* [Aim of the exercise]: Search the entries below for "PluginSpec". Report each line where it occurs.

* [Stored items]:
Segment Open

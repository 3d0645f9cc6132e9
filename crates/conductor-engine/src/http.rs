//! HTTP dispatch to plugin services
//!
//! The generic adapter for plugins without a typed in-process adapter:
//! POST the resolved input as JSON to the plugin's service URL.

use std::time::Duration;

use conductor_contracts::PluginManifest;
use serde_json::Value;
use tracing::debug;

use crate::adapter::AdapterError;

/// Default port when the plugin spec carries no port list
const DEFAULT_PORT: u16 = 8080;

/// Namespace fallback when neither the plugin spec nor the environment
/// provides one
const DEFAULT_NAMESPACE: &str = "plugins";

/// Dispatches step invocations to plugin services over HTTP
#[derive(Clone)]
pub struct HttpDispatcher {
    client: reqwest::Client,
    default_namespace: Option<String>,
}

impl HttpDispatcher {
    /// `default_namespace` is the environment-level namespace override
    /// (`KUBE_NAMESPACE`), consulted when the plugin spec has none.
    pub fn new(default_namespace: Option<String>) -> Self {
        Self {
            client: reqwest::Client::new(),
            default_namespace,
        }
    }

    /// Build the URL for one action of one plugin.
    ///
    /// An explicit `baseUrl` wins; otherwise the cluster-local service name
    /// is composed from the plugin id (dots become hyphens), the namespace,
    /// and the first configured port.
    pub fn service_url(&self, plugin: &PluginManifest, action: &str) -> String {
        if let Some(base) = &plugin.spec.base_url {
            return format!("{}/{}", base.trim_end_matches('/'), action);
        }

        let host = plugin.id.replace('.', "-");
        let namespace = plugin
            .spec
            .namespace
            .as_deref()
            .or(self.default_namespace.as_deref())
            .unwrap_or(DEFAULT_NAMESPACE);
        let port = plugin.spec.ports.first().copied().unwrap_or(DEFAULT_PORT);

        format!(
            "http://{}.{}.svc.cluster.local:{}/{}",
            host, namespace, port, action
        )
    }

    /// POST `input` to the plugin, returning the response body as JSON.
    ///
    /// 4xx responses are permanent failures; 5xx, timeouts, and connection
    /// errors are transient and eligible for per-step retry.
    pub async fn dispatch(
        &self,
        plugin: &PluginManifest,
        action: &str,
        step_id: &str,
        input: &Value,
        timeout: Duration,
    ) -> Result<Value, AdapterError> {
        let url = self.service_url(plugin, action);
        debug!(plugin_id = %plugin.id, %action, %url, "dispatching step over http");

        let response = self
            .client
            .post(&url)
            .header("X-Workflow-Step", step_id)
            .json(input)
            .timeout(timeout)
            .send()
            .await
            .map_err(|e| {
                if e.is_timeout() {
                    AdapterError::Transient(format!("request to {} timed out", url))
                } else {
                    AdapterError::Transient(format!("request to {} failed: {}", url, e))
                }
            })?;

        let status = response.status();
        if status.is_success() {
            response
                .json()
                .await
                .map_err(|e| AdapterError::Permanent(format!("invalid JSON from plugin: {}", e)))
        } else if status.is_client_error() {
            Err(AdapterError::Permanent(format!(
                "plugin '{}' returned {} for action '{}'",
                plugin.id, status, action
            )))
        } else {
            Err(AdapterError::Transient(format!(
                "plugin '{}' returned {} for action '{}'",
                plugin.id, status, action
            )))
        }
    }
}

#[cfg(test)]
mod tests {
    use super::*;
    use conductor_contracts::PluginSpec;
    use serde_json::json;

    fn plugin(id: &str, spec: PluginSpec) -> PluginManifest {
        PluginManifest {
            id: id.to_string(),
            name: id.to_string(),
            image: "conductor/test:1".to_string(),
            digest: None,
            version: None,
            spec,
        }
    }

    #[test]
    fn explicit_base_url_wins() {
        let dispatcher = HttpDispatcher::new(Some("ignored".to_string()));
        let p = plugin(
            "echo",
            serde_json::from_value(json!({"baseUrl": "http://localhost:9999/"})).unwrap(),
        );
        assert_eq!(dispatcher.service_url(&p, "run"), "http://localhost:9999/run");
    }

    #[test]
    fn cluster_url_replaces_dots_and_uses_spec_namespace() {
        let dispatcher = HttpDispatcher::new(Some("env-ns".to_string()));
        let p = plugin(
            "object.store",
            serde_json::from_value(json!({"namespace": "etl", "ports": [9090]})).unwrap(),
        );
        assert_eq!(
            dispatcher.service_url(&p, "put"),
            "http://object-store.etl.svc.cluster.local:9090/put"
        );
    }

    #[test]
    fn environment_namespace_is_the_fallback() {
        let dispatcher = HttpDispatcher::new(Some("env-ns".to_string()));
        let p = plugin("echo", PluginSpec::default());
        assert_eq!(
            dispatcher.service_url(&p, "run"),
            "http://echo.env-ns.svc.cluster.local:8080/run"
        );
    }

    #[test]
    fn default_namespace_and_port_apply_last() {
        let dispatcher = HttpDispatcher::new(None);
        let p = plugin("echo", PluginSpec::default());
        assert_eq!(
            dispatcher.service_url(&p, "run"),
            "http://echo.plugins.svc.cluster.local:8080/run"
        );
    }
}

Segment Closed

* [Expected output]:
    use conductor_contracts::PluginSpec;
    fn plugin(id: &str, spec: PluginSpec) -> PluginManifest {
        let p = plugin("echo", PluginSpec::default());
        let p = plugin("echo", PluginSpec::default());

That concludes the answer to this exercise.